▶ _Task to complete_: The answer must consist of every line in the records below that contains the string "backpressure".

▶ _Data for this exercise_:
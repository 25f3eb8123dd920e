use std::{sync::Arc, thread, time::Duration};

use capa_producer::{mock::MockConnector, ConnectionPool, DeliveryError, PoolError, PoolOptions};

use crate::packets;

fn open(slots: usize, connector: MockConnector) -> ConnectionPool<MockConnector> {
    let options = PoolOptions::default().flush_timeout(Duration::from_millis(50));
    ConnectionPool::open(slots, connector, options).unwrap()
}

#[test]
fn open_needs_slots() {
    let err =
        ConnectionPool::open(0, MockConnector::auto_ack(), PoolOptions::default()).unwrap_err();
    assert!(matches!(err, PoolError::NoSlots));
}

#[test]
fn open_is_all_or_nothing() {
    let _ = tracing_subscriber::fmt::try_init();

    let connector = MockConnector::new(16);
    connector.refuse(2, true);

    let err = ConnectionPool::open(4, connector.clone(), PoolOptions::default()).unwrap_err();
    assert!(matches!(err, PoolError::Init { slot: 2, .. }));

    // The slots that did come up were torn down again.
    assert_eq!(connector.connects(), 2);
    assert!(connector.queue(0).unwrap().is_closed());
    assert!(connector.queue(1).unwrap().is_closed());
    assert!(connector.queue(3).is_none());
}

#[test]
fn batch_is_delivered_and_released() {
    let _ = tracing_subscriber::fmt::try_init();

    let pool = open(4, MockConnector::auto_ack());
    let batch = packets(10, 100, 0);

    assert_eq!(pool.send(&batch, 1).unwrap(), 10);
    assert!(batch.iter().all(|packet| packet.ref_count() == 2));

    let stats = pool.stats().unwrap();
    assert_eq!(stats.slots, 4);
    assert_eq!(stats.submitted, 10);
    assert_eq!(stats.delivered, 0);
    assert_eq!(stats.queue_depth, 10);

    assert_eq!(pool.poll().unwrap(), 10);
    assert!(batch.iter().all(|packet| packet.ref_count() == 1));

    let stats = pool.stats().unwrap();
    assert_eq!(stats.delivered, 10);
    assert_eq!(stats.bytes_delivered, 1000);
    assert_eq!(stats.failed, 0);
    assert_eq!(stats.queue_depth, 0);

    let slot = pool.slot_stats(1).unwrap();
    assert_eq!(slot.delivered, 10);
    assert_eq!(pool.slot_stats(0).unwrap().submitted, 0);

    assert_eq!(pool.poll().unwrap(), 0);
}

#[test]
fn empty_batch_is_a_no_op() {
    let pool = open(1, MockConnector::auto_ack());
    assert_eq!(pool.send(&[], 0).unwrap(), 0);
    assert_eq!(pool.stats().unwrap().submitted, 0);
}

#[test]
fn invalid_slot_consumes_nothing() {
    let pool = open(2, MockConnector::auto_ack());
    let batch = packets(3, 10, 0);

    let err = pool.send(&batch, 2).unwrap_err();
    assert!(matches!(err, PoolError::InvalidSlot { slot: 2, slots: 2 }));
    assert!(batch.iter().all(|packet| packet.ref_count() == 1));

    assert!(matches!(pool.slot_stats(7), Err(PoolError::InvalidSlot { slot: 7, .. })));
    assert_eq!(pool.stats().unwrap().submitted, 0);
}

#[test]
fn full_queue_stops_the_batch() {
    let _ = tracing_subscriber::fmt::try_init();

    let connector = MockConnector::new(3);
    let pool = open(1, connector.clone());
    let batch = packets(5, 10, 0);

    assert_eq!(pool.send(&batch, 0).unwrap(), 3);

    // The unconsumed tail is untouched.
    assert_eq!(batch[3].ref_count(), 1);
    assert_eq!(batch[4].ref_count(), 1);

    let stats = pool.stats().unwrap();
    assert_eq!(stats.submitted, 3);
    assert_eq!(stats.backpressure, 1);
    assert_eq!(stats.failed, 0);

    assert_eq!(pool.send(&batch[3..], 0).unwrap(), 0);
    assert_eq!(pool.stats().unwrap().backpressure, 2);

    // Completed records keep their capacity until they are polled.
    let queue = connector.queue(0).unwrap();
    assert_eq!(queue.complete(3), 3);
    assert_eq!(pool.send(&batch[3..], 0).unwrap(), 0);
    assert_eq!(pool.poll().unwrap(), 3);

    assert_eq!(pool.send(&batch[3..], 0).unwrap(), 2);
    assert_eq!(pool.stats().unwrap().submitted, 5);
}

#[test]
fn unpolled_completions_hold_capacity() {
    let connector = MockConnector::new(2);
    let pool = open(1, connector.clone());
    let queue = connector.queue(0).unwrap();

    let mut accepted = 0;
    for round in 0..5 {
        accepted += pool.send(&packets(2, 10, round * 2), 0).unwrap();
        queue.complete_all();
    }

    assert_eq!(accepted, 2);
    let stats = pool.stats().unwrap();
    assert_eq!(stats.submitted, 2);
    assert_eq!(stats.queue_depth, 2);
    assert_eq!(stats.backpressure, 4);

    assert_eq!(pool.poll().unwrap(), 2);
    assert_eq!(pool.send(&packets(2, 10, 10), 0).unwrap(), 2);
}

#[test]
fn refused_packets_count_as_failed() {
    let connector = MockConnector::auto_ack().with_max_message_size(50);
    let pool = open(1, connector);

    let mut batch = packets(2, 10, 0);
    batch.insert(1, packets(1, 100, 10).remove(0));

    assert_eq!(pool.send(&batch, 0).unwrap(), 3);
    assert_eq!(batch[1].ref_count(), 1);

    pool.poll().unwrap();
    let stats = pool.stats().unwrap();
    assert_eq!(stats.submitted, 2);
    assert_eq!(stats.delivered, 2);
    assert_eq!(stats.failed, 1);
    assert_eq!(stats.queue_depth, 0);
}

#[test]
fn asynchronous_failures_are_counted() {
    let connector = MockConnector::new(16);
    let pool = open(1, connector.clone());
    let batch = packets(4, 10, 0);

    assert_eq!(pool.send(&batch, 0).unwrap(), 4);

    let queue = connector.queue(0).unwrap();
    queue.complete(1);
    queue.fail(2, DeliveryError::TimedOut);
    queue.complete(1);

    let mut results = Vec::new();
    pool.poll_with(|report| results.push(report.result.clone())).unwrap();

    assert_eq!(
        results,
        vec![Ok(()), Err(DeliveryError::TimedOut), Err(DeliveryError::TimedOut), Ok(())]
    );

    let stats = pool.stats().unwrap();
    assert_eq!(stats.delivered, 2);
    assert_eq!(stats.failed, 2);
    assert_eq!(stats.completed(), stats.submitted);
}

#[test]
fn closed_client_is_recreated() {
    let _ = tracing_subscriber::fmt::try_init();

    let connector = MockConnector::new(16);
    let pool = open(2, connector.clone());
    let batch = packets(3, 10, 0);

    assert_eq!(pool.send(&batch, 1).unwrap(), 3);
    let old = connector.queue(1).unwrap();
    old.close();

    // The first packet hits the closed client, the rest go to its replacement.
    assert_eq!(pool.send(&batch, 1).unwrap(), 3);
    assert_eq!(connector.connects(), 3);

    let new = connector.queue(1).unwrap();
    assert!(!new.is_closed());
    assert_eq!(new.len(), 2);

    new.complete_all();
    pool.poll().unwrap();

    let stats = pool.slot_stats(1).unwrap();
    assert_eq!(stats.reconnects, 1);
    assert_eq!(stats.submitted, 5);
    assert_eq!(stats.delivered, 2);
    // One refused by the closed client, three abandoned when it was dropped.
    assert_eq!(stats.failed, 4);
    assert_eq!(stats.queue_depth, 0);
}

#[test]
fn failed_reconnect_keeps_consuming() {
    let connector = MockConnector::new(16);
    let pool = open(1, connector.clone());

    connector.queue(0).unwrap().close();
    connector.refuse(0, true);

    let batch = packets(3, 10, 0);
    assert_eq!(pool.send(&batch, 0).unwrap(), 3);

    let stats = pool.stats().unwrap();
    assert_eq!(stats.failed, 3);
    assert_eq!(stats.reconnects, 0);
    assert!(batch.iter().all(|packet| packet.ref_count() == 1));

    connector.refuse(0, false);
    assert_eq!(pool.send(&batch, 0).unwrap(), 3);
    assert_eq!(pool.stats().unwrap().reconnects, 1);
    assert_eq!(pool.stats().unwrap().submitted, 2);
}

#[test]
fn reports_keep_submission_order() {
    let connector = MockConnector::new(1024);
    let pool = open(2, connector.clone());

    for round in 0..4 {
        for slot in 0..2 {
            let base = (round * 100 + slot * 1000) as u64;
            assert_eq!(pool.send(&packets(25, 16, base), slot).unwrap(), 25);
        }
    }

    connector.queue(0).unwrap().complete_all();
    connector.queue(1).unwrap().complete_all();

    let mut seqs = [Vec::new(), Vec::new()];
    let mut keys = [Vec::new(), Vec::new()];
    pool.poll_with(|report| {
        seqs[report.slot].push(report.seq);
        keys[report.slot].push(report.key);
    })
    .unwrap();

    for slot in 0..2 {
        assert_eq!(seqs[slot], (0..100).collect::<Vec<u64>>());
        assert!(keys[slot].windows(2).all(|w| w[0] < w[1]));
    }
}

#[test]
fn poll_respects_budget() {
    let options = PoolOptions::default().poll_budget(2);
    let pool = ConnectionPool::open(2, MockConnector::auto_ack(), options).unwrap();

    pool.send(&packets(5, 10, 0), 0).unwrap();
    pool.send(&packets(1, 10, 0), 1).unwrap();

    assert_eq!(pool.poll().unwrap(), 3);
    assert_eq!(pool.poll().unwrap(), 2);
    assert_eq!(pool.poll().unwrap(), 1);
    assert_eq!(pool.poll().unwrap(), 0);
    assert_eq!(pool.stats().unwrap().delivered, 6);
}

#[test]
fn zero_poll_budget_still_drains() {
    let options = PoolOptions { poll_budget: 0, flush_timeout: Duration::from_secs(5) };
    let pool = ConnectionPool::open(1, MockConnector::auto_ack(), options).unwrap();

    pool.send(&packets(3, 10, 0), 0).unwrap();
    assert_eq!(pool.poll().unwrap(), 1);

    let start = std::time::Instant::now();
    let stats = pool.close().unwrap();
    assert!(start.elapsed() < Duration::from_secs(1));
    assert_eq!(stats.delivered, 3);
    assert_eq!(stats.failed, 0);
}

#[test]
fn close_waits_for_outstanding_packets() {
    let _ = tracing_subscriber::fmt::try_init();

    let connector = MockConnector::new(64);
    let options = PoolOptions::default().flush_timeout(Duration::from_secs(5));
    let pool = ConnectionPool::open(1, connector.clone(), options).unwrap();
    let batch = packets(20, 10, 0);

    assert_eq!(pool.send(&batch, 0).unwrap(), 20);

    let queue = connector.queue(0).unwrap();
    let acker = thread::spawn(move || {
        thread::sleep(Duration::from_millis(20));
        queue.complete_all()
    });

    let stats = pool.close().unwrap();
    assert_eq!(acker.join().unwrap(), 20);

    assert_eq!(stats.delivered, 20);
    assert_eq!(stats.failed, 0);
    assert_eq!(stats.queue_depth, 0);
    assert!(connector.queue(0).unwrap().flushes() >= 1);
    assert!(batch.iter().all(|packet| packet.ref_count() == 1));
}

#[test]
fn close_counts_unacknowledged_as_failed() {
    let connector = MockConnector::new(64);
    let pool = open(2, connector.clone());
    let batch = packets(10, 10, 0);

    assert_eq!(pool.send(&batch, 0).unwrap(), 10);
    connector.queue(0).unwrap().complete(4);

    let stats = pool.close().unwrap();
    assert_eq!(stats.submitted, 10);
    assert_eq!(stats.delivered, 4);
    assert_eq!(stats.failed, 6);
    assert_eq!(stats.queue_depth, 0);
    assert!(batch.iter().all(|packet| packet.ref_count() == 1));
}

#[test]
fn closed_pool_is_not_initialized() {
    let pool = open(1, MockConnector::auto_ack());
    pool.close().unwrap();

    assert!(!pool.is_open());
    assert!(matches!(pool.send(&packets(1, 10, 0), 0), Err(PoolError::NotInitialized)));
    assert!(matches!(pool.poll(), Err(PoolError::NotInitialized)));
    assert!(matches!(pool.stats(), Err(PoolError::NotInitialized)));
    assert!(matches!(pool.slot_stats(0), Err(PoolError::NotInitialized)));
    assert!(matches!(pool.close(), Err(PoolError::NotInitialized)));
}

#[test]
fn drop_releases_held_packets() {
    let connector = MockConnector::new(64);
    let pool = open(1, connector.clone());
    let batch = packets(8, 10, 0);

    assert_eq!(pool.send(&batch, 0).unwrap(), 8);
    drop(pool);

    assert!(connector.queue(0).unwrap().is_empty());
    assert!(batch.iter().all(|packet| packet.ref_count() == 1));
}

#[test]
fn workers_publish_concurrently() {
    let _ = tracing_subscriber::fmt::try_init();

    const WORKERS: usize = 4;
    const BATCHES: usize = 50;
    const BATCH: usize = 32;

    let pool = Arc::new(open(WORKERS, MockConnector::new(256)));
    let connector = pool.connector().clone();

    let workers: Vec<_> = (0..WORKERS)
        .map(|slot| {
            let pool = Arc::clone(&pool);
            thread::spawn(move || {
                for round in 0..BATCHES {
                    let batch = packets(BATCH, 64, (round * BATCH) as u64);
                    let mut sent = 0;
                    while sent < batch.len() {
                        sent += pool.send(&batch[sent..], slot).unwrap();
                        pool.poll().unwrap();
                    }
                }
            })
        })
        .collect();

    let acker = {
        let pool = Arc::clone(&pool);
        thread::spawn(move || {
            let total = (WORKERS * BATCHES * BATCH) as u64;
            while pool.stats().unwrap().delivered < total {
                for slot in 0..WORKERS {
                    if let Some(queue) = connector.queue(slot) {
                        queue.complete_all();
                    }
                }
                pool.poll().unwrap();
                thread::yield_now();
            }
        })
    };

    for worker in workers {
        worker.join().unwrap();
    }
    acker.join().unwrap();

    let stats = pool.close().unwrap();
    let total = (WORKERS * BATCHES * BATCH) as u64;
    assert_eq!(stats.submitted, total);
    assert_eq!(stats.delivered, total);
    assert_eq!(stats.failed, 0);
    assert_eq!(stats.bytes_delivered, total * 64);
}

#[test]
fn fresh_pool_has_zero_counters() {
    for slots in [1, 3, 16] {
        let pool = open(slots, MockConnector::auto_ack());
        let stats = pool.stats().unwrap();

        assert_eq!(stats.slots, slots);
        assert_eq!(stats, capa_producer::PoolStats { slots, ..Default::default() });
        assert_eq!(pool.poll().unwrap(), 0);
        assert_eq!(pool.stats().unwrap(), stats);
    }
}

#[test]
fn three_packets_end_to_end() {
    let connector = MockConnector::new(16);
    let pool = open(2, connector.clone());

    assert_eq!(pool.send(&packets(3, 64, 0), 0).unwrap(), 3);
    connector.queue(0).unwrap().complete_all();

    while pool.stats().unwrap().completed() < 3 {
        pool.poll().unwrap();
    }

    assert_eq!(pool.stats().unwrap().submitted, 3);
    let stats = pool.close().unwrap();
    assert_eq!(stats.delivered, 3);
    assert_eq!(stats.failed, 0);
}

▶ _Task solution_:
    assert_eq!(stats.backpressure, 1);
    assert_eq!(pool.stats().unwrap().backpressure, 2);
    assert_eq!(stats.backpressure, 4);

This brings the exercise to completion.